Genesis 1:28 has been used to oppose a great many things, from abortion to contraception to gay marriage. But it takes a fundamentalist (mis)reading of the passage to reach these conclusions.

God, having just created mankind, "blessed them, and God said unto them, Be fruitful, and multiply". The socially conservative reading views this as a command: mankind must multiply, and so abortion or contraception get in the way of this injunction. But rather than being a command, this is instead a description of the conditions God has blessed mankind with, namely that it has the capacity to multiply. In the same passage, God blesses mankind with "dominion over the fish of the sea", which if it were subjected to a similarly fundamentalist reading might lead us to believe trawlermen have special dominion over Heaven.

To effortlessly be fruitful and multiply for all time was the blessed state of mankind prior to the Fall.

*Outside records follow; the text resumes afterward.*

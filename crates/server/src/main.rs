#![forbid(unsafe_code)]

use temdb_server::config::{usage, version_line};
use temdb_server::{AppState, Command, ServerConfig, router, telemetry};
use temdb_storage::SqliteStore;

#[tokio::main]
async fn main() -> Result<(), Box<dyn std::error::Error>> {
    let config = match ServerConfig::from_process()? {
        Command::Help => {
            print!("{}", usage());
            return Ok(());
        }
        Command::Version => {
            println!("{}", version_line());
            return Ok(());
        }
        Command::Serve(config) => config,
    };
    telemetry::init(&config).map_err(|err| err.to_string())?;

    let store = SqliteStore::open(&config.storage_dir)?;
    let app = router(AppState::new(store, &config));

    let listener = tokio::net::TcpListener::bind(config.bind).await?;
    tracing::info!(
        bind = %listener.local_addr()?,
        storage_dir = %config.storage_dir.display(),
        "temdb_server listening"
    );
    axum::serve(listener, app)
        .with_graceful_shutdown(shutdown_signal())
        .await?;
    tracing::info!("temdb_server stopped");
    Ok(())
}

async fn shutdown_signal() {
    let ctrl_c = async {
        if let Err(err) = tokio::signal::ctrl_c().await {
            tracing::warn!(error = %err, "ctrl-c handler unavailable");
            std::future::pending::<()>().await;
        }
    };

    #[cfg(unix)]
    let terminate = async {
        match tokio::signal::unix::signal(tokio::signal::unix::SignalKind::terminate()) {
            Ok(mut signal) => {
                signal.recv().await;
            }
            Err(err) => {
                tracing::warn!(error = %err, "SIGTERM handler unavailable");
                std::future::pending::<()>().await;
            }
        }
    };

    #[cfg(not(unix))]
    let terminate = std::future::pending::<()>();

    tokio::select! {
        _ = ctrl_c => tracing::info!("received Ctrl-C, shutting down"),
        _ = terminate => tracing::info!("received SIGTERM, shutting down"),
    }
}
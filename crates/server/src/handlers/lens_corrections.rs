#![forbid(unsafe_code)]

use super::{PageQuery, QueryParams, page, params, timestamp};
use crate::error::{ApiError, ApiResult};
use crate::state::AppState;
use axum::Json;
use axum::extract::{Path, State};
use serde::Deserialize;
use temdb_storage::{AcquisitionPage, AcquisitionRow, ListLensCorrectionsRequest};

#[derive(Debug, Default, Deserialize)]
pub(crate) struct LensCorrectionFilter {
    scope_id: Option<String>,
    magnification: Option<u32>,
    from_time: Option<String>,
    to_time: Option<String>,
}

#[derive(Debug, Default, Deserialize)]
pub(crate) struct ScopeQuery {
    scope_id: Option<String>,
    magnification: Option<u32>,
}

impl ScopeQuery {
    fn scope_id(&self) -> ApiResult<&str> {
        self.scope_id
            .as_deref()
            .map(str::trim)
            .filter(|value| !value.is_empty())
            .ok_or_else(|| ApiError::validation("scope_id is required"))
    }
}

pub(crate) async fn list(
    State(state): State<AppState>,
    paging: QueryParams<PageQuery>,
    filter: QueryParams<LensCorrectionFilter>,
) -> ApiResult<Json<AcquisitionPage>> {
    let page = page(&state, paging)?;
    let filter = params(filter)?;
    let request = ListLensCorrectionsRequest {
        scope_id: filter.scope_id,
        magnification: filter.magnification,
        from_time: timestamp("from_time", filter.from_time.as_deref())?,
        to_time: timestamp("to_time", filter.to_time.as_deref())?,
        page,
    };
    Ok(Json(state.store()?.list_lens_corrections(&request)?))
}

pub(crate) async fn current(
    State(state): State<AppState>,
    query: QueryParams<ScopeQuery>,
) -> ApiResult<Json<AcquisitionRow>> {
    let query = params(query)?;
    let scope_id = query.scope_id()?;
    let magnification = query
        .magnification
        .ok_or_else(|| ApiError::validation("magnification is required"))?;
    Ok(Json(
        state
            .store()?
            .current_lens_correction(scope_id, magnification)?,
    ))
}

pub(crate) async fn latest(
    State(state): State<AppState>,
    query: QueryParams<ScopeQuery>,
) -> ApiResult<Json<AcquisitionRow>> {
    let query = params(query)?;
    let scope_id = query.scope_id()?;
    Ok(Json(state.store()?.latest_lens_correction(scope_id)?))
}

pub(crate) async fn orphans(
    State(state): State<AppState>,
    paging: QueryParams<PageQuery>,
    query: QueryParams<ScopeQuery>,
) -> ApiResult<Json<AcquisitionPage>> {
    let page = page(&state, paging)?;
    let query = params(query)?;
    Ok(Json(
        state
            .store()?
            .orphan_acquisitions(query.scope_id.as_deref(), page)?,
    ))
}

pub(crate) async fn acquisitions(
    State(state): State<AppState>,
    Path(acquisition_id): Path<String>,
    paging: QueryParams<PageQuery>,
) -> ApiResult<Json<AcquisitionPage>> {
    let page = page(&state, paging)?;
    Ok(Json(
        state
            .store()?
            .acquisitions_by_lens_correction(&acquisition_id, page)?,
    ))
}
#![forbid(unsafe_code)]

use super::super::*;
use rusqlite::{OptionalExtension, params};
use std::collections::HashSet;

impl SqliteStore {
    pub fn get_acquisition(&self, acquisition_id: &str) -> Result<AcquisitionRow, StoreError> {
        require_acquisition(&self.conn, acquisition_id.trim())
    }

    pub fn list_acquisitions(
        &self,
        request: &ListAcquisitionsRequest,
    ) -> Result<Vec<AcquisitionRow>, StoreError> {
        collect_rows(
            &self.conn,
            &format!(
                r#"
                SELECT {ACQUISITION_COLUMNS} FROM acquisitions
                WHERE (?1 IS NULL OR roi_id = ?1)
                  AND (?2 IS NULL OR acquisition_task_id = ?2)
                  AND (?3 IS NULL OR specimen_id = ?3)
                  AND (?4 IS NULL OR status = ?4)
                ORDER BY start_time_ms DESC, id DESC
                LIMIT ?5 OFFSET ?6
                "#
            ),
            params![
                request.roi_id.as_deref().map(str::trim),
                request.acquisition_task_id.as_deref().map(str::trim),
                request.specimen_id.as_deref().map(str::trim),
                request.status.map(|status| status.as_str()),
                to_sqlite_i64(request.page.limit)?,
                to_sqlite_i64(request.page.offset)?
            ],
            acquisition_from_row,
        )
    }

    /// The replacement chain `acquisition_id` belongs to, newest version first.
    pub fn acquisition_versions(
        &self,
        acquisition_id: &str,
    ) -> Result<Vec<AcquisitionRow>, StoreError> {
        let start = require_acquisition(&self.conn, acquisition_id.trim())?;
        let mut seen = HashSet::from([start.id]);

        let mut head = start;
        while let Some(next) = self.replacement_of(head.id)? {
            if !seen.insert(next.id) {
                break;
            }
            head = next;
        }

        let mut chain = Vec::new();
        let mut cursor = Some(head);
        let mut walked = HashSet::new();
        while let Some(row) = cursor {
            if !walked.insert(row.id) {
                break;
            }
            cursor = match row.replaces_acquisition_id.as_deref() {
                Some(previous) => acquisition_by_key(&self.conn, previous)?,
                None => None,
            };
            chain.push(row);
        }
        Ok(chain)
    }

    fn replacement_of(&self, id: i64) -> Result<Option<AcquisitionRow>, StoreError> {
        Ok(self
            .conn
            .query_row(
                &format!(
                    r#"
                    SELECT {ACQUISITION_COLUMNS} FROM acquisitions
                    WHERE replaces_ref = ?1
                    ORDER BY version DESC, id DESC
                    LIMIT 1
                    "#
                ),
                params![id],
                acquisition_from_row,
            )
            .optional()?)
    }
}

Moral commands were not necessary in this situation because everything was ordered as God himself had structured it.

Only the one thing God could not foresee or prevent - the Fall itself - complicated the situation. Man's acquisition of free will was the thing that made moral commands necessary, for mankind stands always at risk of annihilation through our own actions, as our generation knows better than any other. But mankind is also capable of the right choices, which will allow us to still be fruitful and multiply, to attain the special happiness available only to the free. Our free will hence comes at the price of work and vigilance; only with these will we be fruitful and multiply. This is the blessing and the burden of the human condition, which the Creation myth captures so well, and of which the fundamentalists are apparently unaware.

BrevityQuest10.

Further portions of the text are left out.